::: Input records
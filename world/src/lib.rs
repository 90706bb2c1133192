#![deny(
    unsafe_code,
    missing_docs,
    dead_code,
    unused_results,
    non_snake_case,
    unreachable_pub
)]

//! Authoritative game state for Outpost.
//!
//! [`Game`] owns every entity on the board, keeps the spatial index and the
//! path finder in step, resolves submitted commands through a fixed phase
//! pipeline and replays foreign action lists for replicas.

mod entity;
mod error;
mod history;
mod index;
mod pathfinding;
mod replay;
mod resolve;
mod team;

pub mod config;
pub mod generation;
pub mod query;
pub mod snapshot;

use std::collections::BTreeMap;

use outpost_core::{EntityId, Position, TeamId, UnitKind, UnitSettings};

pub use entity::{Entity, Food, Unit, Wall};
pub use error::{PlacementError, ProtocolError, SnapshotError};
pub use history::History;
pub use pathfinding::{PathFinder, WalkGrid};
pub use team::Team;

use index::SpatialIndex;

/// Complete state of one match.
#[derive(Clone, Debug)]
pub struct Game {
    width: u32,
    height: u32,
    turn: u32,
    max_turns: u32,
    max_pop: u32,
    teams: BTreeMap<TeamId, Team>,
    entities: BTreeMap<EntityId, Entity>,
    index: SpatialIndex,
    history: History,
    next_entity_id: u32,
}

impl Game {
    /// Creates an empty board without teams.
    #[must_use]
    pub fn new(width: u32, height: u32, max_turns: u32, max_pop: u32) -> Self {
        Self {
            width,
            height,
            turn: 0,
            max_turns,
            max_pop,
            teams: BTreeMap::new(),
            entities: BTreeMap::new(),
            index: SpatialIndex::new(width, height),
            history: History::new(),
            next_entity_id: 1,
        }
    }

    /// Registers a team together with its headquarters anchored at
    /// `headquarters_position`, returning the headquarters id.
    pub fn add_team(
        &mut self,
        id: TeamId,
        color: impl Into<String>,
        food_count: u32,
        settings: UnitSettings,
        headquarters_position: Position,
    ) -> Result<EntityId, PlacementError> {
        if self.teams.contains_key(&id) {
            return Err(PlacementError::DuplicateTeam(id));
        }

        let headquarters = Unit::new(
            EntityId::new(self.next_entity_id),
            id,
            UnitKind::Headquarters,
            *settings.stats(UnitKind::Headquarters),
            headquarters_position,
        );
        self.place_unit(headquarters)?;
        let headquarters_id = self.allocate_id();

        let _ = self.teams.insert(
            id,
            Team::new(
                id,
                color.into(),
                food_count,
                headquarters_id,
                headquarters_position,
                settings,
            ),
        );
        Ok(headquarters_id)
    }

    /// Places a wall.
    pub fn add_wall(&mut self, position: Position) -> Result<EntityId, PlacementError> {
        let id = EntityId::new(self.next_entity_id);
        self.place_wall(id, position)?;
        Ok(self.allocate_id())
    }

    /// Places a loose food item.
    pub fn add_food(&mut self, position: Position) -> Result<EntityId, PlacementError> {
        let id = EntityId::new(self.next_entity_id);
        self.place_food(Food::new(id, position))?;
        Ok(self.allocate_id())
    }

    /// Places a citizen or fighter at full health for an existing team.
    pub fn add_unit(
        &mut self,
        team: TeamId,
        kind: UnitKind,
        position: Position,
    ) -> Result<EntityId, PlacementError> {
        if matches!(kind, UnitKind::Headquarters) {
            return Err(PlacementError::Headquarters);
        }
        let stats = *self
            .teams
            .get(&team)
            .ok_or(PlacementError::UnknownTeam(team))?
            .settings()
            .stats(kind);
        let id = EntityId::new(self.next_entity_id);
        self.place_unit(Unit::new(id, team, kind, stats, position))?;
        Ok(self.allocate_id())
    }

    fn allocate_id(&mut self) -> EntityId {
        let id = EntityId::new(self.next_entity_id);
        self.next_entity_id += 1;
        id
    }

    fn check_cells(&self, cells: &[Position]) -> Result<(), PlacementError> {
        for cell in cells {
            if !self.in_bounds(*cell) {
                return Err(PlacementError::OutOfBounds(*cell));
            }
            if !self.index.is_free(*cell) {
                return Err(PlacementError::Occupied(*cell));
            }
        }
        Ok(())
    }

    pub(crate) fn place_wall(&mut self, id: EntityId, position: Position) -> Result<(), PlacementError> {
        self.check_cells(&[position])?;
        if self.index.loose_food(position).is_some() {
            return Err(PlacementError::FoodPresent(position));
        }
        self.index.occupy(id, &[position]);
        let _ = self.entities.insert(id, Entity::Wall(Wall::new(id, position)));
        Ok(())
    }

    pub(crate) fn place_unit(&mut self, unit: Unit) -> Result<(), PlacementError> {
        let cells = unit.covering();
        self.check_cells(&cells)?;
        self.index.occupy(unit.id(), &cells);
        let _ = self.entities.insert(unit.id(), Entity::Unit(unit));
        Ok(())
    }

    /// Places loose food; carried food is linked by the caller.
    pub(crate) fn place_food(&mut self, food: Food) -> Result<(), PlacementError> {
        let position = food.position();
        if !self.in_bounds(position) {
            return Err(PlacementError::OutOfBounds(position));
        }
        if food.is_loose() {
            if let Some(Entity::Wall(_)) = self.occupant(position) {
                return Err(PlacementError::Occupied(position));
            }
            if self.index.loose_food(position).is_some() {
                return Err(PlacementError::FoodPresent(position));
            }
            self.index.place_food(food.id(), position);
        }
        let _ = self.entities.insert(food.id(), Entity::Food(food));
        Ok(())
    }

    /// Board width in cells.
    #[must_use]
    pub const fn width(&self) -> u32 {
        self.width
    }

    /// Board height in cells.
    #[must_use]
    pub const fn height(&self) -> u32 {
        self.height
    }

    /// Number of resolved turns.
    #[must_use]
    pub const fn turn(&self) -> u32 {
        self.turn
    }

    /// Turn after which the match ends regardless of the board.
    #[must_use]
    pub const fn max_turns(&self) -> u32 {
        self.max_turns
    }

    /// Maximum number of citizens and fighters per team.
    #[must_use]
    pub const fn max_pop(&self) -> u32 {
        self.max_pop
    }

    /// Identifier the next created entity receives.
    #[must_use]
    pub const fn next_entity_id(&self) -> EntityId {
        EntityId::new(self.next_entity_id)
    }

    /// Ledger of every resolved turn.
    #[must_use]
    pub const fn history(&self) -> &History {
        &self.history
    }

    /// Board-wide walkability state.
    #[must_use]
    pub fn pathfinder(&self) -> &PathFinder {
        self.index.pathfinder()
    }

    /// Reports whether the cell lies on the board.
    #[must_use]
    pub fn in_bounds(&self, cell: Position) -> bool {
        cell.x() >= 0
            && cell.y() >= 0
            && i64::from(cell.x()) < i64::from(self.width)
            && i64::from(cell.y()) < i64::from(self.height)
    }

    /// Teams in id order.
    pub fn teams(&self) -> impl Iterator<Item = &Team> + '_ {
        self.teams.values()
    }

    /// Looks up a team.
    #[must_use]
    pub fn team(&self, id: TeamId) -> Option<&Team> {
        self.teams.get(&id)
    }

    /// Looks up any entity.
    #[must_use]
    pub fn entity(&self, id: EntityId) -> Option<&Entity> {
        self.entities.get(&id)
    }

    /// Looks up a unit.
    #[must_use]
    pub fn unit(&self, id: EntityId) -> Option<&Unit> {
        self.entities.get(&id).and_then(Entity::as_unit)
    }

    /// Looks up a food item.
    #[must_use]
    pub fn food(&self, id: EntityId) -> Option<&Food> {
        self.entities.get(&id).and_then(Entity::as_food)
    }

    pub(crate) fn unit_mut(&mut self, id: EntityId) -> Option<&mut Unit> {
        self.entities.get_mut(&id).and_then(Entity::as_unit_mut)
    }

    pub(crate) fn food_mut(&mut self, id: EntityId) -> Option<&mut Food> {
        self.entities.get_mut(&id).and_then(Entity::as_food_mut)
    }

    /// Every live unit in id order.
    pub fn units(&self) -> impl Iterator<Item = &Unit> + '_ {
        self.entities.values().filter_map(Entity::as_unit)
    }

    /// Live citizens of `team` in id order.
    pub fn citizens(&self, team: TeamId) -> impl Iterator<Item = &Unit> + '_ {
        self.units()
            .filter(move |unit| unit.team() == team && unit.is_citizen())
    }

    /// Live fighters of `team` in id order.
    pub fn fighters(&self, team: TeamId) -> impl Iterator<Item = &Unit> + '_ {
        self.units()
            .filter(move |unit| unit.team() == team && unit.is_fighter())
    }

    /// The team's headquarters while it stands.
    #[must_use]
    pub fn headquarters(&self, team: TeamId) -> Option<&Unit> {
        self.teams
            .get(&team)
            .and_then(|record| self.unit(record.headquarters()))
            .filter(|unit| unit.is_alive())
    }

    /// Every wall in id order.
    pub fn walls(&self) -> impl Iterator<Item = &Wall> + '_ {
        self.entities.values().filter_map(|entity| match entity {
            Entity::Wall(wall) => Some(wall),
            _ => None,
        })
    }

    /// Every food item, loose or carried, in id order.
    pub fn foods(&self) -> impl Iterator<Item = &Food> + '_ {
        self.entities.values().filter_map(Entity::as_food)
    }

    /// Blocking entity registered on `cell`.
    #[must_use]
    pub fn occupant(&self, cell: Position) -> Option<&Entity> {
        self.index
            .occupant(cell)
            .and_then(|id| self.entities.get(&id))
    }

    /// Loose food lying on `cell`.
    #[must_use]
    pub fn loose_food_at(&self, cell: Position) -> Option<&Food> {
        self.index.loose_food(cell).and_then(|id| self.food(id))
    }

    /// Every registered blocking cell with its owner, sorted by cell.
    #[must_use]
    pub fn occupied_cells(&self) -> Vec<(Position, EntityId)> {
        let mut cells: Vec<_> = self.index.occupied_cells().collect();
        cells.sort_unstable();
        cells
    }

    /// Every cell holding loose food with the food id, sorted by cell.
    #[must_use]
    pub fn loose_food_cells(&self) -> Vec<(Position, EntityId)> {
        let mut cells: Vec<_> = self.index.loose_food_cells().collect();
        cells.sort_unstable();
        cells
    }

    /// Live citizens and fighters of `team`.
    #[must_use]
    pub fn population(&self, team: TeamId) -> u32 {
        let count = self
            .units()
            .filter(|unit| unit.team() == team && unit.kind().counts_toward_population())
            .count();
        u32::try_from(count).unwrap_or(u32::MAX)
    }

    /// Walkability grid as seen by `team`: shared blocking state with the
    /// team's own headquarters cells opened up.
    #[must_use]
    pub fn team_grid(&self, team: TeamId) -> WalkGrid {
        let headquarters_cells = self
            .headquarters(team)
            .map(Unit::covering)
            .unwrap_or_default();
        self.pathfinder().grid_for_team(&headquarters_cells)
    }

    /// Shortest path for `unit` to `destination` on its team grid, starting
    /// with the unit's own cell.
    #[must_use]
    pub fn get_path(&self, unit: EntityId, destination: Position) -> Option<Vec<Position>> {
        let unit = self.unit(unit)?;
        self.team_grid(unit.team())
            .path(unit.position(), destination)
    }

    /// Every reachable path for `unit`, one per reachable destination.
    #[must_use]
    pub fn get_paths(&self, unit: EntityId, destinations: &[Position]) -> Vec<Vec<Position>> {
        self.unit(unit).map_or_else(Vec::new, |unit| {
            self.team_grid(unit.team())
                .paths(unit.position(), destinations)
        })
    }

    /// Reports whether the match has ended: a headquarters fell or the turn
    /// limit was reached.
    #[must_use]
    pub fn is_over(&self) -> bool {
        self.turn >= self.max_turns
            || self
                .teams
                .keys()
                .any(|team| self.headquarters(*team).is_none())
    }

    /// The sole team whose headquarters survived a match in which another
    /// headquarters fell.
    #[must_use]
    pub fn winner(&self) -> Option<TeamId> {
        if !self.is_over() {
            return None;
        }
        let standing: Vec<TeamId> = self
            .teams
            .keys()
            .copied()
            .filter(|team| self.headquarters(*team).is_some())
            .collect();
        match standing.as_slice() {
            [survivor] if self.teams.len() > 1 => Some(*survivor),
            _ => None,
        }
    }
}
::::::
Task brief: From the line with "pub fn winner(&self)" through the final line of the records, return each line exactly. Leave out the rest.

Answer to this problem:
    pub fn winner(&self) -> Option<TeamId> {
        if !self.is_over() {
            return None;
        }
        let standing: Vec<TeamId> = self
            .teams
            .keys()
            .copied()
            .filter(|team| self.headquarters(*team).is_some())
            .collect();
        match standing.as_slice() {
            [survivor] if self.teams.len() > 1 => Some(*survivor),
            _ => None,
        }
    }
}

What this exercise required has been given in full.